*What this task involves*
Tally every line in the entries below that holds "Base", then give only the total.

[[ Material for this task, beginning ]]

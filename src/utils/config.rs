//! Configuration management
//!
//! Provides unified configuration for the whole CartoonGAN pipeline.
//! Files are TOML or JSON, chosen by extension.

use std::path::{Path, PathBuf};

use serde::{Deserialize, Serialize};

use crate::error::{Error, Result};
use crate::model::{DiscriminatorConfig, GeneratorConfig, ModelConfig};
use crate::training::TrainingConfig;

/// Main configuration structure
#[derive(Debug, Clone, PartialEq, Serialize, Deserialize)]
#[serde(default)]
pub struct Config {
    /// Run name, used for result file names
    pub name: String,
    /// Directory for samples, histories and checkpoints (defaults to `<name>_results`)
    pub results_dir: Option<PathBuf>,
    /// Data configuration
    pub data: DataConfig,
    /// Model configuration
    pub model: ModelSection,
    /// Training configuration
    pub training: TrainingSection,
    /// Checkpoints to resume from
    pub checkpoint: CheckpointConfig,
}

/// Data-related configuration
#[derive(Debug, Clone, PartialEq, Serialize, Deserialize)]
#[serde(default)]
pub struct DataConfig {
    /// Root of the photo dataset
    pub src_data: PathBuf,
    /// Root of the cartoon dataset
    pub tgt_data: PathBuf,
    /// Split holding training photos (and raw cartoons under `tgt_data`)
    pub train_split: String,
    /// Split holding [cartoon | edge-smoothed] pairs under `tgt_data`
    pub pair_split: String,
    /// Split holding test photos under `src_data`
    pub test_split: String,
    /// Square input resolution
    pub input_size: i64,
    /// Batch size
    pub batch_size: usize,
}

/// Model-related configuration
#[derive(Debug, Clone, PartialEq, Serialize, Deserialize)]
#[serde(default)]
pub struct ModelSection {
    pub in_g_channel: i64,
    pub out_g_channel: i64,
    pub in_d_channel: i64,
    pub out_d_channel: i64,
    /// Base filters for generator
    pub generator_features: i64,
    /// Base filters for discriminator
    pub discriminator_features: i64,
    /// Residual blocks in the generator bottleneck
    pub resnet_blocks: usize,
    /// Pretrained VGG19 weights
    pub vgg_model: Option<PathBuf>,
}

/// Training-related configuration
#[derive(Debug, Clone, PartialEq, Serialize, Deserialize)]
#[serde(default)]
pub struct TrainingSection {
    /// Reconstruction pretraining epochs
    pub pre_train_epoch: usize,
    /// Adversarial training epochs
    pub train_epoch: usize,
    /// Generator learning rate
    pub lr_g: f64,
    /// Discriminator learning rate
    pub lr_d: f64,
    pub beta1: f64,
    pub beta2: f64,
    /// Content loss weight (lambda)
    pub con_lambda: f64,
    /// Reconstruction loss scale during pretraining
    pub recon_scale: f64,
    /// Sample images written per split at each snapshot
    pub sample_count: usize,
    /// Write sample images at all
    pub save_samples: bool,
    /// Device: "auto", "cpu", "cuda", "cuda:N" or "mps"
    pub device: String,
}

/// Checkpoints to resume from
#[derive(Debug, Clone, Default, PartialEq, Serialize, Deserialize)]
#[serde(default)]
pub struct CheckpointConfig {
    /// Generator weights; when set, pretraining is skipped
    pub latest_generator_model: Option<PathBuf>,
    /// Discriminator weights
    pub latest_discriminator_model: Option<PathBuf>,
}

impl Default for Config {
    fn default() -> Self {
        Self {
            name: "CartoonGan_Converter".to_string(),
            results_dir: None,
            data: DataConfig::default(),
            model: ModelSection::default(),
            training: TrainingSection::default(),
            checkpoint: CheckpointConfig::default(),
        }
    }
}

impl Default for DataConfig {
    fn default() -> Self {
        Self {
            src_data: PathBuf::from("data/src_data"),
            tgt_data: PathBuf::from("data/tgt_data"),
            train_split: "train".to_string(),
            pair_split: "pair".to_string(),
            test_split: "test".to_string(),
            input_size: 256,
            batch_size: 8,
        }
    }
}

impl Default for ModelSection {
    fn default() -> Self {
        Self {
            in_g_channel: 3,
            out_g_channel: 3,
            in_d_channel: 3,
            out_d_channel: 1,
            generator_features: 64,
            discriminator_features: 32,
            resnet_blocks: 8,
            vgg_model: Some(PathBuf::from("vgg19.pt")),
        }
    }
}

impl Default for TrainingSection {
    fn default() -> Self {
        Self {
            pre_train_epoch: 10,
            train_epoch: 100,
            lr_g: 2e-4,
            lr_d: 2e-4,
            beta1: 0.5,
            beta2: 0.999,
            con_lambda: 10.0,
            recon_scale: 10.0,
            sample_count: 5,
            save_samples: true,
            device: "auto".to_string(),
        }
    }
}

impl Config {
    /// Create a new default configuration
    pub fn new() -> Self {
        Self::default()
    }

    /// Load configuration from TOML file
    pub fn from_toml(path: impl AsRef<Path>) -> Result<Self> {
        let content = std::fs::read_to_string(path)?;
        Ok(toml::from_str(&content)?)
    }

    /// Save configuration to TOML file
    pub fn save_toml(&self, path: impl AsRef<Path>) -> Result<()> {
        std::fs::write(path, toml::to_string_pretty(self)?)?;
        Ok(())
    }

    /// Load configuration from JSON file
    pub fn from_json(path: impl AsRef<Path>) -> Result<Self> {
        let content = std::fs::read_to_string(path)?;
        Ok(serde_json::from_str(&content)?)
    }

    /// Save configuration to JSON file
    pub fn save_json(&self, path: impl AsRef<Path>) -> Result<()> {
        std::fs::write(path, serde_json::to_string_pretty(self)?)?;
        Ok(())
    }

    /// Load a TOML or JSON file depending on its extension
    pub fn load(path: impl AsRef<Path>) -> Result<Self> {
        let path = path.as_ref();
        if is_toml(path) {
            Self::from_toml(path)
        } else {
            Self::from_json(path)
        }
    }

    /// Save as TOML or JSON depending on the extension
    pub fn save(&self, path: impl AsRef<Path>) -> Result<()> {
        let path = path.as_ref();
        if is_toml(path) {
            self.save_toml(path)
        } else {
            self.save_json(path)
        }
    }

    /// Directory receiving samples, histories and checkpoints
    pub fn results_dir(&self) -> PathBuf {
        self.results_dir
            .clone()
            .unwrap_or_else(|| PathBuf::from(format!("{}_results", self.name)))
    }

    /// Network architecture described by this configuration
    pub fn model_config(&self) -> ModelConfig {
        ModelConfig {
            generator: GeneratorConfig {
                in_channels: self.model.in_g_channel,
                out_channels: self.model.out_g_channel,
                features: self.model.generator_features,
                residual_blocks: self.model.resnet_blocks,
            },
            discriminator: DiscriminatorConfig {
                in_channels: self.model.in_d_channel,
                out_channels: self.model.out_d_channel,
                features: self.model.discriminator_features,
            },
        }
    }

    /// Trainer settings described by this configuration
    pub fn training_config(&self) -> TrainingConfig {
        TrainingConfig {
            name: self.name.clone(),
            results_dir: self.results_dir(),
            input_size: self.data.input_size,
            pretrain_epochs: self.training.pre_train_epoch,
            epochs: self.training.train_epoch,
            gen_lr: self.training.lr_g,
            disc_lr: self.training.lr_d,
            beta1: self.training.beta1,
            beta2: self.training.beta2,
            content_weight: self.training.con_lambda,
            recon_scale: self.training.recon_scale,
            sample_count: self.training.sample_count,
            save_samples: self.training.save_samples,
            ..Default::default()
        }
    }

    /// Validate configuration
    pub fn validate(&self) -> Result<()> {
        let fail = |msg: String| Err(Error::Config(msg));

        if self.name.trim().is_empty() {
            return fail("run name must not be empty".to_string());
        }
        if self.data.batch_size == 0 {
            return fail("batch size must be > 0".to_string());
        }
        if self.data.input_size <= 0 || self.data.input_size % 4 != 0 {
            return fail(format!(
                "input size must be a positive multiple of 4, got {}",
                self.data.input_size
            ));
        }
        let m = &self.model;
        if [m.in_g_channel, m.out_g_channel, m.in_d_channel, m.out_d_channel]
            .iter()
            .any(|&c| c <= 0)
        {
            return fail("channel counts must be > 0".to_string());
        }
        if m.out_g_channel != m.in_d_channel {
            return fail(format!(
                "generator output channels ({}) must match discriminator input channels ({})",
                m.out_g_channel, m.in_d_channel
            ));
        }
        if m.generator_features <= 0 || m.discriminator_features <= 0 {
            return fail("feature widths must be > 0".to_string());
        }
        if m.resnet_blocks == 0 {
            return fail("generator needs at least one residual block".to_string());
        }
        let t = &self.training;
        if t.train_epoch == 0 {
            return fail("number of adversarial epochs must be > 0".to_string());
        }
        if !(t.lr_g > 0.0 && t.lr_d > 0.0) {
            return fail("learning rates must be > 0".to_string());
        }
        if !(0.0..1.0).contains(&t.beta1) || !(0.0..1.0).contains(&t.beta2) {
            return fail(format!("Adam betas must lie in [0, 1), got ({}, {})", t.beta1, t.beta2));
        }
        if t.con_lambda < 0.0 || t.recon_scale < 0.0 {
            return fail("loss weights must be >= 0".to_string());
        }
        if let Some(path) = &self.checkpoint.latest_generator_model {
            if !path.is_file() {
                return fail(format!("generator checkpoint {} does not exist", path.display()));
            }
        }
        if let Some(path) = &self.checkpoint.latest_discriminator_model {
            if !path.is_file() {
                return fail(format!("discriminator checkpoint {} does not exist", path.display()));
            }
        }
        if let Some(path) = &self.model.vgg_model {
            if !path.is_file() {
                return fail(format!("VGG19 weights {} do not exist", path.display()));
            }
        }
        Ok(())
    }
}

fn is_toml(path: &Path) -> bool {
    path.extension().map(|ext| ext == "toml").unwrap_or(false)
}

/// Load the configuration file if it exists, otherwise write the defaults there
pub fn ensure_config_exists(path: impl AsRef<Path>) -> Result<Config> {
    let path = path.as_ref();
    if path.exists() {
        Config::load(path)
    } else {
        let config = Config::default();
        config.save(path)?;
        Ok(config)
    }
}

[[ Material for this task, end ]]

*Answer for this exercise*
2